The inspiration to go postal on Pollan and the gang? “To save my marriage,” Desrochers told Grist.org. A visiting, lecturing locavore had called Japan a parasitic society because it imports so much food. “My wife was born and raised in Tokyo,” Desrochers said of the woman who would be his co-author. “She made me promise that I would do something about it.”

This book may not pose them, but there are valid questions to be asked of local-food advocates, and many assumptions worth challenging. With which foods are food-miles important? What sorts of safety hazards are specific to local food systems, many of which involve small farms? But to argue, as this book does, that locavorism is a threat to public health, Third-World food security and freedom seems as silly as arguing that locavorism is the world’s only hope.

One notion conveyed in the book that I agree with, to a point, is that certain regions grow certain things really well, and that it makes sense to grow those things in those places. This is why Vermont shouldn’t import maple syrup.

While it makes sense for regions to play to their strengths, this strategy can be taken too far, putting undue pressure on certain areas. California, where everything grows well, has paid a high price for feeding so much of the country for so long. Rivers are dewatered and polluted, valley habitat is rare, cancer rates are high thanks to pesticide use. And it isn’t necessary. Carrots can be, and are, grown in all 50 states. Maybe California can let the rest of us handle carrots, aside from what the Californians need for their carrot-juice chai lattes.

Another of the book’s points with which I somewhat agree is that farmers markets are not appropriate venues for all foods. “...(D)During our trips to (farmers) markets, we couldn’t help but notice freezer doors left open for significant periods of time and different kinds of raw meat being handled on the same cutting board.”

In my decades of farmers markets, I’ve yet to see raw meat being handled – in this country, anyway – but it’s plausible. Still, tweaks worth making to farmers market regulations do little to discredit the value of local food.

Every movement has extremists, and locavorism is no exception. But are locavore extremists hurting anyone?

Well, yes, the authors argue. “Today’s locavores and food sovereignists have ... increasingly come to embrace old-fashioned coercive policies which they have ... sugar-coated in alleged broader benefits,” they write.

They cite efforts to place local food in schools, prisons, hospitals and other institutions, and provide a history of tariffs, protectionism and other policy levers that they argue serve as warnings about the threats posed by local food as policy.

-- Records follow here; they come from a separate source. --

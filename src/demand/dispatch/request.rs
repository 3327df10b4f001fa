//! Batch trigger request and response shapes.

use crate::config::DispatchConfig;
use crate::error::ApiError;
use crate::types::{EntityType, QueueStatus};
use serde::{Deserialize, Serialize};

pub const DEFAULT_BATCH_SIZE: usize = 5;
pub const DEFAULT_MIN_QUALITY_SCORE: u8 = 70;

/// Entity-type filter value meaning "no filter".
const ALL_TYPES: &str = "all";

fn default_batch_size() -> usize {
    DEFAULT_BATCH_SIZE
}

fn default_min_quality_score() -> u8 {
    DEFAULT_MIN_QUALITY_SCORE
}

#[derive(Debug, Clone, PartialEq, Serialize, Deserialize)]
#[serde(rename_all = "camelCase")]
pub struct DispatchRequest {
    pub strategic_plan_id: String,
    /// Entity type name, or `"all"` / absent for every type.
    #[serde(default, skip_serializing_if = "Option::is_none")]
    pub entity_type: Option<String>,
    #[serde(default = "default_batch_size")]
    pub batch_size: usize,
    #[serde(default)]
    pub auto_approve: bool,
    #[serde(default = "default_min_quality_score")]
    pub min_quality_score: u8,
    /// Skip items that already used this many attempts.
    #[serde(default, skip_serializing_if = "Option::is_none")]
    pub max_attempts: Option<u32>,
}

impl DispatchRequest {
    pub fn new(strategic_plan_id: impl Into<String>) -> Self {
        Self {
            strategic_plan_id: strategic_plan_id.into(),
            entity_type: None,
            batch_size: DEFAULT_BATCH_SIZE,
            auto_approve: false,
            min_quality_score: DEFAULT_MIN_QUALITY_SCORE,
            max_attempts: None,
        }
    }

    /// Request seeded from the configured dispatch defaults.
    pub fn from_config(strategic_plan_id: impl Into<String>, config: &DispatchConfig) -> Self {
        Self {
            strategic_plan_id: strategic_plan_id.into(),
            entity_type: None,
            batch_size: config.batch_size,
            auto_approve: config.auto_approve,
            min_quality_score: config.min_quality_score,
            max_attempts: config.max_attempts,
        }
    }

    pub fn with_entity_type(mut self, entity_type: impl Into<String>) -> Self {
        self.entity_type = Some(entity_type.into());
        self
    }

    pub fn with_batch_size(mut self, batch_size: usize) -> Self {
        self.batch_size = batch_size;
        self
    }

    pub fn with_auto_approve(mut self, auto_approve: bool, min_quality_score: u8) -> Self {
        self.auto_approve = auto_approve;
        self.min_quality_score = min_quality_score;
        self
    }

    pub fn with_max_attempts(mut self, max_attempts: Option<u32>) -> Self {
        self.max_attempts = max_attempts;
        self
    }

    /// Parsed entity-type filter; `None` means all types.
    pub fn entity_filter(&self) -> Result<Option<EntityType>, ApiError> {
        match self.entity_type.as_deref().map(str::trim) {
            None | Some("") => Ok(None),
            Some(raw) if raw.eq_ignore_ascii_case(ALL_TYPES) => Ok(None),
            Some(raw) => raw.parse().map(Some).map_err(ApiError::InvalidRequest),
        }
    }

    pub fn validate(&self) -> Result<(), ApiError> {
        if self.strategic_plan_id.trim().is_empty() {
            return Err(ApiError::InvalidRequest(
                "strategicPlanId is required".to_string(),
            ));
        }
        if self.batch_size == 0 {
            return Err(ApiError::InvalidRequest(
                "batchSize must be at least 1".to_string(),
            ));
        }
        if self.min_quality_score > 100 {
            return Err(ApiError::InvalidRequest(format!(
                "minQualityScore {} is above 100",
                self.min_quality_score
            )));
        }
        self.entity_filter()?;
        Ok(())
    }
}

/// Per-item status reported back to the caller.
#[derive(Debug, Clone, Copy, PartialEq, Eq, Serialize, Deserialize)]
#[serde(rename_all = "snake_case")]
pub enum ItemOutcome {
    Accepted,
    Review,
    Error,
}

impl ItemOutcome {
    pub fn from_status(status: QueueStatus) -> Self {
        match status {
            QueueStatus::Accepted => ItemOutcome::Accepted,
            QueueStatus::Review => ItemOutcome::Review,
            _ => ItemOutcome::Error,
        }
    }
}

#[derive(Debug, Clone, PartialEq, Serialize, Deserialize)]
#[serde(rename_all = "camelCase")]
pub struct ItemResult {
    pub queue_item_id: String,
    pub entity_type: EntityType,
    pub status: ItemOutcome,
    #[serde(default, skip_serializing_if = "Option::is_none")]
    pub quality_score: Option<f64>,
    #[serde(default, skip_serializing_if = "Option::is_none")]
    pub generated_id: Option<String>,
    #[serde(default, skip_serializing_if = "Option::is_none")]
    pub error: Option<String>,
}

impl ItemResult {
    pub fn failed(queue_item_id: &str, entity_type: EntityType, error: &ApiError) -> Self {
        Self {
            queue_item_id: queue_item_id.to_string(),
            entity_type,
            status: ItemOutcome::Error,
            quality_score: None,
            generated_id: None,
            error: Some(error.to_string()),
        }
    }
}

#[derive(Debug, Clone, PartialEq, Serialize, Deserialize)]
#[serde(rename_all = "camelCase")]
pub struct BatchResponse {
    pub success: bool,
    pub batch_id: String,
    /// Items this run attempted (`succeeded + failed`).
    pub processed: usize,
    pub succeeded: usize,
    pub failed: usize,
    /// Selected items another run claimed first.
    #[serde(default)]
    pub skipped: usize,
    pub results: Vec<ItemResult>,
    #[serde(default, skip_serializing_if = "Option::is_none")]
    pub error: Option<String>,
}

impl BatchResponse {
    pub fn empty(batch_id: String) -> Self {
        Self {
            success: true,
            batch_id,
            processed: 0,
            succeeded: 0,
            failed: 0,
            skipped: 0,
            results: Vec::new(),
            error: None,
        }
    }

    pub fn aborted(batch_id: String, error: &ApiError) -> Self {
        Self {
            success: false,
            error: Some(error.to_string()),
            ..Self::empty(batch_id)
        }
    }

    pub fn push(&mut self, result: ItemResult) {
        self.processed += 1;
        match result.status {
            ItemOutcome::Error => self.failed += 1,
            ItemOutcome::Accepted | ItemOutcome::Review => self.succeeded += 1,
        }
        self.results.push(result);
    }
}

A more intellectually honest way to evaluate the potential of local foods is on a place-by-place, food-by-food, season-by-season basis. I use a rule of thumb called the Slow Boat Rule. If a food has a long enough shelf life to allow shipping by sailboat, it’s going to consume less energy and release fewer greenhouse gases than a food that’s shipped by airplane. Even though it’s been shown that shipping costs represent a fraction of the energy cost of putting most food on the table, the fraction is not insignificant, especially for high-speed, refrigerated forms of transport.

The authors of The Locavore’s Dilemma describe limiting oneself to seasonal and local foods alternatively as “food masochism” and food “elitism.”

Indeed, local food can be many things. It can be an expensive, frivolous luxury, and it can be the garden that sustains you. It can be a hobby, a boost to local economies, and an opportunity for contrarians to sell books. But for anyone taking a serious look at how we can solve the world’s many food-related problems, locally grown foods are an important tool in the chest.